Melissa Marie Mathison (June 3, 1950 – November 4, 2015) was an American film and television screenwriter and an activist for the Tibetan independence movement. She was best known for writing the screenplays for the films The Black Stallion (1979) and E.T. the Extra-Terrestrial (1982), the latter of which earned her the Saturn Award for Best Writing and a nomination for the Academy Award for Best Original Screenplay.

Mathison later wrote The Indian in the Cupboard (1995), based on Lynne Reid Banks's 1980 children's novel of the same name, and Kundun (1997), a biographical-drama film about the Dalai Lama. Her final film credit was The BFG (2016), which marked her third collaboration with film director Steven Spielberg.

Early years
Mathison was born on June 3, 1950, in Los Angeles, one of five siblings. Her father, Richard Randolph Mathison, was the Los Angeles bureau chief of Newsweek. Her mother was Margaret Jean (née Kieffer) Mathison, a food writer and convenience-foods entrepreneur. After graduating from Providence High School in 1968, Mathison attended the University of California, Berkeley.

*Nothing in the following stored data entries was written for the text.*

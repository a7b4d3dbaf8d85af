use axum::extract::{Path, State};
use axum::Json;
use serde::{Deserialize, Serialize};

use readalong_core::{SessionId, StoryId};
use readalong_scoring::align::{self, Mismatch};
use readalong_store::sessions::{SessionDetail, SessionRepo, SessionSummary, UserStats};
use readalong_store::stories::StoryRepo;

use crate::error::ApiError;
use crate::extract::AuthUser;
use crate::server::AppState;

#[derive(Debug, Deserialize)]
pub struct AnalyzeRequest {
    pub story_id: i64,
    pub spoken_text: String,
}

#[derive(Debug, Serialize)]
pub struct AnalyzeResponse {
    pub session_id: SessionId,
    pub accuracy: f64,
    pub correct_words: u32,
    pub total_words: u32,
    pub mistakes: u32,
    pub mistakes_details: Vec<Mismatch>,
}

/// Score a transcript against a story and persist the session.
///
/// The story lookup happens first: an unknown story id returns 404 before
/// any scoring or persistence.
pub async fn analyze(
    State(state): State<AppState>,
    user: AuthUser,
    Json(req): Json<AnalyzeRequest>,
) -> Result<Json<AnalyzeResponse>, ApiError> {
    let story_id = StoryId::from_raw(req.story_id);
    let story = StoryRepo::new(state.db.clone()).get(story_id)?;

    let report = align::score_texts(&story.text, &req.spoken_text);
    let session = SessionRepo::new(state.db.clone()).record(user.id, story_id, &report)?;

    tracing::info!(
        session_id = %session.id,
        user_id = %user.id,
        story_id = %story_id,
        accuracy = session.accuracy,
        "reading scored"
    );

    Ok(Json(AnalyzeResponse {
        session_id: session.id,
        accuracy: session.accuracy,
        correct_words: session.correct_words,
        total_words: session.total_words,
        mistakes: session.mistakes,
        mistakes_details: report.mismatches,
    }))
}

pub async fn list(
    State(state): State<AppState>,
    user: AuthUser,
) -> Result<Json<Vec<SessionSummary>>, ApiError> {
    let sessions = SessionRepo::new(state.db.clone()).list_for_user(user.id)?;
    Ok(Json(sessions))
}

pub async fn stats(
    State(state): State<AppState>,
    user: AuthUser,
) -> Result<Json<UserStats>, ApiError> {
    let stats = SessionRepo::new(state.db.clone()).stats_for_user(user.id)?;
    Ok(Json(stats))
}

pub async fn detail(
    State(state): State<AppState>,
    user: AuthUser,
    Path(id): Path<i64>,
) -> Result<Json<SessionDetail>, ApiError> {
    let detail =
        SessionRepo::new(state.db.clone()).get_for_user(SessionId::from_raw(id), user.id)?;
    Ok(Json(detail))
}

Her family was friendly with Francis Ford Coppola, whose children were babysat by Mathison. Coppola offered her a job as his assistant on The Godfather Part II (1974), an opportunity for which she left her studies at UC Berkeley.

With Coppola’s encouragement, she wrote a script for The Black Stallion, adapted from the novel, that caught Steven Spielberg's attention.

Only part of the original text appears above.